The Color Guard yucca (foreground) contrasts with the orange carpet hummingbird groundcover. Eventually, the Color Guard will grow about 3 feet high and wide.

All but one of my Pawnee Buttes sand cherries died from spending eight months in a trench at my sister’s house. With voles, bunnies and a lack of water, it’s amazing that any of them made it. So I bought three more sand cherries, as well as a Regent serviceberry, and gave them a home.

This fall, the reddish-gold foliage of the Regent serviceberry should complement the orange-red of Autumn Brilliance, the reddish-yellow of the Tiger Eyes sumac and the yellow of the Cheyenne mockorange.

The Color Guard yuccas near the front porch have grown more slowly than I expected. They’re only about four inches tall and wide. It’ll be awhile, apparently, before they reach three feet tall and wide.

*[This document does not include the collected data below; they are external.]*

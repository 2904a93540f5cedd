//! Time-bounded JSON request client for the notes API.
//!
//! # Design
//! `RequestClient` holds an immutable `ClientConfig` and a shared
//! `Transport`, and carries no mutable state between calls. Each call builds
//! one `HttpRequest`, races the transport against its own timer until the
//! response status and headers arrive, and folds every outcome into
//! `Result<T, ApiError>`:
//!
//! - timer fires first: the transport future is dropped and the call fails
//!   with `Timeout` / 408;
//! - transport error: `Network`, no status;
//! - non-2xx status: `Http` with the status and whatever body text is
//!   readable;
//! - 2xx status: the body parsed as JSON, then decoded into `T`. A body that
//!   is not JSON at all is treated as `{}` instead of failing; JSON of the
//!   wrong shape for `T` is a `Network` error.
//!
//! The timer is disarmed as soon as the response head arrives; reading the
//! body afterwards is not timed. The timer lives inside the call's future,
//! so it is released on every exit path and never fires after the call
//! returns.

use std::sync::Arc;
use std::time::{Duration, Instant};

use serde::de::DeserializeOwned;
use serde::Serialize;
use serde_json::Value;
use tracing::{debug, warn};

use crate::config::ClientConfig;
use crate::error::{ApiError, ConfigError};
use crate::http::{HttpMethod, HttpRequest, HttpResponse};
use crate::transport::{ReqwestTransport, Transport};

const CONTENT_TYPE: &str = "Content-Type";
const APPLICATION_JSON: &str = "application/json";

/// Per-call request descriptor.
#[derive(Debug, Clone, Default)]
pub struct RequestOptions {
    pub method: HttpMethod,
    /// Caller headers. A key equal (ignoring case) to a default header
    /// replaces it.
    pub headers: Vec<(String, String)>,
    pub body: Option<serde_json::Value>,
    /// Overrides the configured default timeout for this call. A zero
    /// duration has already elapsed: the call times out without being sent.
    pub timeout: Option<Duration>,
}

impl RequestOptions {
    pub fn new(method: HttpMethod) -> Self {
        Self {
            method,
            ..Self::default()
        }
    }

    pub fn header(mut self, key: impl Into<String>, value: impl Into<String>) -> Self {
        self.headers.push((key.into(), value.into()));
        self
    }

    pub fn body(mut self, body: serde_json::Value) -> Self {
        self.body = Some(body);
        self
    }

    pub fn timeout(mut self, timeout: Duration) -> Self {
        self.timeout = Some(timeout);
        self
    }
}

/// Asynchronous client issuing one bounded-time HTTP call per operation.
#[derive(Clone)]
pub struct RequestClient {
    config: ClientConfig,
    transport: Arc<dyn Transport>,
}

impl std::fmt::Debug for RequestClient {
    fn fmt(&self, f: &mut std::fmt::Formatter<'_>) -> std::fmt::Result {
        f.debug_struct("RequestClient")
            .field("config", &self.config)
            .finish_non_exhaustive()
    }
}

impl RequestClient {
    /// Client using the default reqwest-backed transport.
    pub fn new(config: ClientConfig) -> Result<Self, ConfigError> {
        Self::with_transport(config, Arc::new(ReqwestTransport::new()))
    }

    /// Fails if `config` has an empty base URL or a zero timeout.
    pub fn with_transport(
        config: ClientConfig,
        transport: Arc<dyn Transport>,
    ) -> Result<Self, ConfigError> {
        config.validate()?;
        Ok(Self { config, transport })
    }

    pub fn config(&self) -> &ClientConfig {
        &self.config
    }

    pub async fn get<T: DeserializeOwned>(
        &self,
        path: &str,
        options: RequestOptions,
    ) -> Result<T, ApiError> {
        self.request(path, RequestOptions { method: HttpMethod::Get, ..options })
            .await
    }

    pub async fn post<T: DeserializeOwned, B: Serialize + ?Sized>(
        &self,
        path: &str,
        body: Option<&B>,
        options: RequestOptions,
    ) -> Result<T, ApiError> {
        let body = encode_body(body)?;
        self.request(path, RequestOptions { method: HttpMethod::Post, body, ..options })
            .await
    }

    pub async fn put<T: DeserializeOwned, B: Serialize + ?Sized>(
        &self,
        path: &str,
        body: Option<&B>,
        options: RequestOptions,
    ) -> Result<T, ApiError> {
        let body = encode_body(body)?;
        self.request(path, RequestOptions { method: HttpMethod::Put, body, ..options })
            .await
    }

    pub async fn delete<T: DeserializeOwned>(
        &self,
        path: &str,
        options: RequestOptions,
    ) -> Result<T, ApiError> {
        self.request(path, RequestOptions { method: HttpMethod::Delete, ..options })
            .await
    }

    /// Issue one call to `base_url + path`. Every failure is an `ApiError`.
    pub async fn request<T: DeserializeOwned>(
        &self,
        path: &str,
        options: RequestOptions,
    ) -> Result<T, ApiError> {
        let timeout = options.timeout.unwrap_or_else(|| self.config.timeout());
        let request = self.build_request(path, options)?;
        let method = request.method;
        let url = request.url.clone();
        let timeout_ms = timeout.as_millis() as u64;

        if timeout.is_zero() {
            warn!(%method, %url, "request has a zero timeout, not sending");
            return Err(ApiError::timeout());
        }

        debug!(%method, %url, timeout_ms, "dispatching request");
        let started = Instant::now();

        let response = match tokio::time::timeout(timeout, self.transport.send(request)).await {
            Err(_elapsed) => {
                warn!(%method, %url, timeout_ms, "request timed out");
                return Err(ApiError::timeout());
            }
            Ok(Err(err)) => {
                warn!(%method, %url, error = %err, "request failed before a response");
                return Err(err.into());
            }
            Ok(Ok(response)) => response,
        };

        debug!(
            %method,
            %url,
            status = response.status,
            elapsed_ms = started.elapsed().as_millis() as u64,
            "response received"
        );
        parse_response(&url, response).await
    }

    /// Build the outbound request: absolute URL, merged headers, JSON body.
    pub fn build_request(
        &self,
        path: &str,
        options: RequestOptions,
    ) -> Result<HttpRequest, ApiError> {
        let body = options
            .body
            .map(|value| serde_json::to_string(&value))
            .transpose()
            .map_err(|e| ApiError::network(e.to_string()))?;

        Ok(HttpRequest {
            method: options.method,
            url: format!("{}{}", self.config.base_url, path),
            headers: merge_headers(options.headers),
            body,
        })
    }
}

fn encode_body<B: Serialize + ?Sized>(
    body: Option<&B>,
) -> Result<Option<serde_json::Value>, ApiError> {
    body.map(serde_json::to_value)
        .transpose()
        .map_err(|e| ApiError::network(e.to_string()))
}

/// Default JSON content type first; caller headers replace defaults with the
/// same (case-insensitive) key and otherwise keep their order.
fn merge_headers(custom: Vec<(String, String)>) -> Vec<(String, String)> {
    let mut headers = vec![(CONTENT_TYPE.to_string(), APPLICATION_JSON.to_string())];
    for (key, value) in custom {
        headers.retain(|(existing, _)| !existing.eq_ignore_ascii_case(&key));
        headers.push((key, value));
    }
    headers
}

/// Read the body and map the exchange to the caller's type.
async fn parse_response<T: DeserializeOwned>(
    url: &str,
    response: HttpResponse,
) -> Result<T, ApiError> {
    let status = response.status;
    if !response.is_success() {
        let text = response.text().await;
        warn!(%url, status, "request returned error status");
        return Err(ApiError::http(status, &text));
    }

    // An unreadable body is handled like one that is not JSON.
    let body = response.bytes().await.unwrap_or_default();
    let value = serde_json::from_slice::<Value>(&body).unwrap_or_else(|err| {
        warn!(%url, status, error = %err, "response body is not JSON, using empty object");
        Value::Object(serde_json::Map::new())
    });

    serde_json::from_value(value).map_err(|err| {
        warn!(%url, status, error = %err, "response does not match the expected type");
        ApiError::network(format!("Failed to decode response: {err}"))
    })
}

The Tiger Eyes sumac, too, has grown more slowly than I anticipated. So although it should display outstanding fall color, it’ll likely turn into a brown fuzzy stick again this winter.

I’ve been waiting for my turf to recover from the ascochyta leaf blight brought on by a rainy spring, followed by a drought-like summer. As Gilda Radner used to say, “It’s always something.”

July 30, 2016 update:  Hummingbird sighting!  About 5pm this evening, I spotted a green-and-blue hummingbird feeding on my orange carpet hummingbird groundcover (Zauschneria garrettii).  The little darling chirped as it moved from blossom to blossom.  After several minutes at the Zauschneria, it moved on to the agastache for a brief snack.  It only goes to show that if you plant it, they will come!